Zaynab pulls off her headscarf and knots it nervously.
“Think Abdullaev will pass me?”
“Study, even a little, and he will.”
They go back to the table and open the books. Liana remembers that she forgot to stop at DagEnergo to pay her energy bill. Lines, disorder, endless price hikes. People jostling with legal documents.
“Mechanisms for bilirubin production…” Zaynab drones on.
Bile, liver… Her mom’s sister who lives by the railroad post not far from the old, dilapidated concert hall makes delicious liver. Now she’s hungry. Soak the liver in milk. Or water and vinegar. She’d love some smoked balyk fish right now with the crust of a warm, local loaf. In the mornings, Nogais9 women wander through Makhachkala’s courtyards, selling their catch. They cry out in a loud, piercing falsetto: “Fresh-fish-fresh-fish-fresh-fish!” She could really go for some of that. Or…
There’s a popping sound outside. Car alarms crying out in unison. Zaynab strides over to the window — the glass trembles a bit, or maybe it only seems to. People are congregating down below. A saleswoman emerges from a store, shades her eyes, and stares in the direction of the busier street. It seems like something is happening there beyond the buildings, but no matter how people crane their necks, they can’t see what. Little boys tear through the garages, burning with curiosity.

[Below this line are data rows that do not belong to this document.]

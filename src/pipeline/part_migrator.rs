//! PartMigrator: fetch + `register-part` + conditional byte copy, bounded
//! to `k` concurrent parts (spec §4.2).
use crate::cid::SpaceId;
use crate::client::{DestinationClient, PartFetcher};
use crate::config::MigrationConfig;
use crate::error::{Cause, Error};
use crate::model::{FetchablePart, PartFailure, PartOutcome, PartSuccess, Upload};
use crate::receipt::{Authorization, Invocation, ReceiptOut};
use crate::trace::{trace_debug, trace_warn};

use futures::stream::{Stream, StreamExt};
use std::sync::Arc;
use tokio_util::sync::CancellationToken;

/// A part-level result, still tagged with the upload it belongs to so the
/// [`super::assembler`] can group by upload CID.
pub(crate) struct PartResult {
    pub upload: Arc<Upload>,
    pub outcome: PartOutcome,
}

/// Run [`migrate_one`] over `parts` with at most `config.concurrency()`
/// migrations in flight at once.
///
/// `buffer_unordered` is the idiomatic `futures` mapping of spec §4.2's
/// "`k` in flight plus one look-ahead": it keeps pulling `parts` to fill
/// free slots and to prefetch the next item, but never holds more than
/// `k` pending futures, which is the testable bound of spec §8 items 5
/// and 6.
pub(crate) fn migrate_parts<F, D>(
    parts: impl Stream<Item = FetchablePart> + Send + 'static,
    fetcher: Arc<F>,
    destination: Arc<D>,
    authorization: Authorization,
    space: SpaceId,
    config: MigrationConfig,
    cancel: CancellationToken,
) -> impl Stream<Item = PartResult> + Send + 'static
where
    F: PartFetcher + Send + Sync + 'static,
    D: DestinationClient + Send + Sync + 'static,
{
    let concurrency = config.concurrency();
    parts
        .map(move |fetchable| {
            let fetcher = fetcher.clone();
            let destination = destination.clone();
            let authorization = authorization.clone();
            let space = space.clone();
            let config = config.clone();
            let cancel = cancel.clone();
            async move {
                let upload = fetchable.upload.clone();
                let outcome =
                    migrate_one(&fetchable, &fetcher, &destination, &authorization, &space, &config, &cancel)
                        .await;
                match &outcome {
                    PartOutcome::Success(success) => {
                        trace_debug!(part = %success.part, "part migrated")
                    }
                    PartOutcome::Failure(failure) => {
                        trace_warn!(part = %failure.part, cause = %failure.cause.error(), "part migration failed")
                    }
                }
                PartResult { upload, outcome }
            }
        })
        .buffer_unordered(concurrency)
}

async fn migrate_one<F, D>(
    fetchable: &FetchablePart,
    fetcher: &F,
    destination: &D,
    authorization: &Authorization,
    space: &SpaceId,
    config: &MigrationConfig,
    cancel: &CancellationToken,
) -> PartOutcome
where
    F: PartFetcher,
    D: DestinationClient,
{
    let part = fetchable.part.clone();
    trace_debug!(part = %part, "migrating part");

    // Step 1: cancellation is checked before any suspension point that
    // would otherwise start real work for this part.
    if cancel.is_cancelled() {
        trace_warn!(part = %part, "part cancelled before starting");
        return PartOutcome::Failure(PartFailure {
            part,
            cause: Cause::new(Error::cancelled()),
        });
    }

    // Step 2: fetch.
    let fetched = match fetcher.fetch(&part, cancel).await {
        Ok(response) => response,
        Err(e) => return PartOutcome::Failure(PartFailure { part, cause: Cause::new(e) }),
    };
    if fetched.content_length == 0 {
        return PartOutcome::Failure(PartFailure {
            part: part.clone(),
            cause: Cause::new(Error::bad_fetch(part, "content-length must be positive")),
        });
    }

    if cancel.is_cancelled() {
        return PartOutcome::Failure(PartFailure {
            part,
            cause: Cause::new(Error::cancelled()),
        });
    }

    // Step 3: register-part.
    let invocation = Invocation::register_part(part.clone(), fetched.content_length, space.clone());
    let receipt = match destination.register_part(invocation, authorization, cancel).await {
        Ok(receipt) => receipt,
        Err(e) => return PartOutcome::Failure(PartFailure { part, cause: Cause::new(e) }),
    };

    let ok = match &receipt.out {
        ReceiptOut::Ok(ok) => ok.clone(),
        // Step 4: Err receipt.
        ReceiptOut::Err(_) => {
            let json_receipt = receipt.into_json_receipt();
            return PartOutcome::Failure(PartFailure {
                part: part.clone(),
                cause: Cause::with_receipt(
                    Error::register(part, "destination declined register-part"),
                    json_receipt,
                ),
            });
        }
    };

    match ok.status.as_str() {
        // Step 5: already held, no byte transfer.
        "done" => PartOutcome::Success(PartSuccess {
            part,
            register_receipt: receipt,
            copy_response_status: None,
        }),
        // Step 6: byte pass-through.
        "upload" => {
            let Some(url) = ok.url.clone() else {
                return PartOutcome::Failure(PartFailure {
                    part: part.clone(),
                    cause: Cause::new(Error::protocol(part, "status=\"upload\" missing url")),
                });
            };
            let headers = ok.headers.clone().unwrap_or_default();
            if cancel.is_cancelled() {
                return PartOutcome::Failure(PartFailure {
                    part,
                    cause: Cause::new(Error::cancelled()),
                });
            }
            match destination
                .put_part(&url, &headers, fetched.content_length, fetched.body, cancel)
                .await
            {
                Ok(status) if (200..300).contains(&status) => PartOutcome::Success(PartSuccess {
                    part,
                    register_receipt: receipt,
                    copy_response_status: Some(status),
                }),
                Ok(status) => PartOutcome::Failure(PartFailure {
                    part: part.clone(),
                    cause: Cause::new(Error::copy(part, Some(status), format!("unexpected status {status}"))),
                }),
                Err(e) => PartOutcome::Failure(PartFailure { part, cause: Cause::new(e) }),
            }
        }
        // Step 7: unrecognized status, unless the caller widened the
        // accepted set (spec §13's `expected_register_status` hook). A
        // caller-accepted custom status carries no defined byte-transfer
        // semantics, so it is treated like "done".
        other if config.is_expected_register_status(other) => PartOutcome::Success(PartSuccess {
            part,
            register_receipt: receipt,
            copy_response_status: None,
        }),
        other => PartOutcome::Failure(PartFailure {
            part: part.clone(),
            cause: Cause::new(Error::protocol(part, format!("unexpected register-part status {other:?}"))),
        }),
    }
}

“An accident?” Zaynab says, perplexed, and then, noticing some of her neighbors in the crowd, shouts down to them:
“Yo, Patya, what’s going on?”
They yell back indecipherably. Liana tries to get a look at the neighbors over Zaynab’s shoulder. It’s crowded. The sea wind acts the fool, flinging dust around. Horns and alarms bark. A scared cat with a puffed tail crosses the rubberneckers’ path as they hurry to investigate. Liana smelled, or perhaps imagined smelling, smoke — something burning or bleeding, she couldn’t tell. She felt fear, excitement, a beast within. And she opened her mouth wide as if to swallow the wind.
This essay was originally published in Russian by Daptar.
ENDNOTES
2. The capital city of the Republic of Dagestan in Russia, located on the Caspian Sea.
3. A line from the 2004 pop hit “Nevesta” (Bride) by the Russian girl-group Glukoza.
5. Lines from the poem “Makhachkala” by the Soviet Avar poet Rasul Gamzatov.
6. Lines from the 2004 pop hit “Chernye glaza” (“Black Eyes”) by the Russian-Circassian singer Aydamir Mugu.
7. Lines from the classic folk-romance song “Ochi chernye” (“Black Eyes”).
8. Lines from the 2014 viral video “Nash Miash” featuring a speech by the Russian politician Natalia Poklonskaya, then the Prosecutor of the Autonomous Republic of Crimea.
9. A Turkic ethnic group who live in the North Caucasus region, with their largest concentration in Dagestan.